=== Dataset ===

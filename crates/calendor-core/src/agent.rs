use chrono::{DateTime, Utc};
use serde::{Deserialize, Serialize};
use std::collections::HashMap;

/// Role of each agent in the assistant pipeline.
#[derive(Debug, Clone, Copy, PartialEq, Eq, Hash, Serialize, Deserialize)]
#[serde(rename_all = "lowercase")]
pub enum AgentRole {
    /// Fetches mail, classifies it, drafts replies, schedules reminders.
    Mailbox,
    /// Joins mail records across stages and filters them for the coordinator.
    Aggregator,
    /// Provides upcoming calendar data and runs conflict detection.
    Calendar,
    /// Finalizes schedules and records cross-agent coordination data.
    Coordinator,
    /// Observes the whole fleet and reports system-level status.
    Overseer,
}

impl std::fmt::Display for AgentRole {
    fn fmt(&self, f: &mut std::fmt::Formatter<'_>) -> std::fmt::Result {
        match self {
            AgentRole::Mailbox => write!(f, "mailbox"),
            AgentRole::Aggregator => write!(f, "aggregator"),
            AgentRole::Calendar => write!(f, "calendar"),
            AgentRole::Coordinator => write!(f, "coordinator"),
            AgentRole::Overseer => write!(f, "overseer"),
        }
    }
}

/// Lifecycle state of a running agent.
///
/// `Error` is non-terminal: the runtime reports it, backs off, and returns
/// to its poll loop. `Stopped` is only written on shutdown.
#[derive(Debug, Clone, Copy, PartialEq, Eq, Serialize, Deserialize)]
#[serde(rename_all = "snake_case")]
pub enum AgentLifecycle {
    Starting,
    Idle,
    Processing,
    Error,
    Stopped,
}

impl std::fmt::Display for AgentLifecycle {
    fn fmt(&self, f: &mut std::fmt::Formatter<'_>) -> std::fmt::Result {
        match self {
            AgentLifecycle::Starting => write!(f, "starting"),
            AgentLifecycle::Idle => write!(f, "idle"),
            AgentLifecycle::Processing => write!(f, "processing"),
            AgentLifecycle::Error => write!(f, "error"),
            AgentLifecycle::Stopped => write!(f, "stopped"),
        }
    }
}

/// Health record for one agent identity, upserted on every state transition.
///
/// Mutated only by the owning runtime; readers treat it as an eventually
/// consistent snapshot.
#[derive(Debug, Clone, Serialize, Deserialize)]
pub struct AgentStatusRecord {
    pub agent_id: String,
    pub role: AgentRole,
    pub name: String,
    pub state: AgentLifecycle,
    pub current_task: Option<String>,
    pub last_activity: DateTime<Utc>,
    pub processed_count: u64,
    pub error_count: u64,
    #[serde(default)]
    pub metrics: HashMap<String, serde_json::Value>,
}

impl AgentStatusRecord {
    pub fn new(agent_id: impl Into<String>, role: AgentRole, name: impl Into<String>) -> Self {
        Self {
            agent_id: agent_id.into(),
            role,
            name: name.into(),
            state: AgentLifecycle::Starting,
            current_task: None,
            last_activity: Utc::now(),
            processed_count: 0,
            error_count: 0,
            metrics: HashMap::new(),
        }
    }

    /// Success rate over all terminal outcomes, as a percentage.
    pub fn success_rate(&self) -> f64 {
        let total = self.processed_count + self.error_count;
        if total == 0 {
            return 0.0;
        }
        self.processed_count as f64 / total as f64 * 100.0
    }
}

#[cfg(test)]
mod tests {
    use super::*;

    #[test]
    fn test_role_display() {
        assert_eq!(AgentRole::Mailbox.to_string(), "mailbox");
        assert_eq!(AgentRole::Coordinator.to_string(), "coordinator");
        assert_eq!(AgentRole::Overseer.to_string(), "overseer");
    }

    #[test]
    fn test_lifecycle_serialization() {
        let json = serde_json::to_string(&AgentLifecycle::Processing).unwrap();
        assert_eq!(json, "\"processing\"");
        let parsed: AgentLifecycle = serde_json::from_str("\"stopped\"").unwrap();
        assert_eq!(parsed, AgentLifecycle::Stopped);
    }

    #[test]
    fn test_new_status_record() {
        let status = AgentStatusRecord::new("mailbox-a", AgentRole::Mailbox, "Mail Assistant");
        assert_eq!(status.state, AgentLifecycle::Starting);
        assert_eq!(status.processed_count, 0);
        assert!(status.current_task.is_none());
    }

    #[test]
    fn test_success_rate() {
        let mut status = AgentStatusRecord::new("mailbox-a", AgentRole::Mailbox, "Mail Assistant");
        assert_eq!(status.success_rate(), 0.0);
        status.processed_count = 3;
        status.error_count = 1;
        assert_eq!(status.success_rate(), 75.0);
    }
}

===

§ Exercise requirements
Find and copy every line in the entries above where the string "schedules" occurs.

§ Answer to the problem
    /// Fetches mail, classifies it, drafts replies, schedules reminders.
    /// Finalizes schedules and records cross-agent coordination data.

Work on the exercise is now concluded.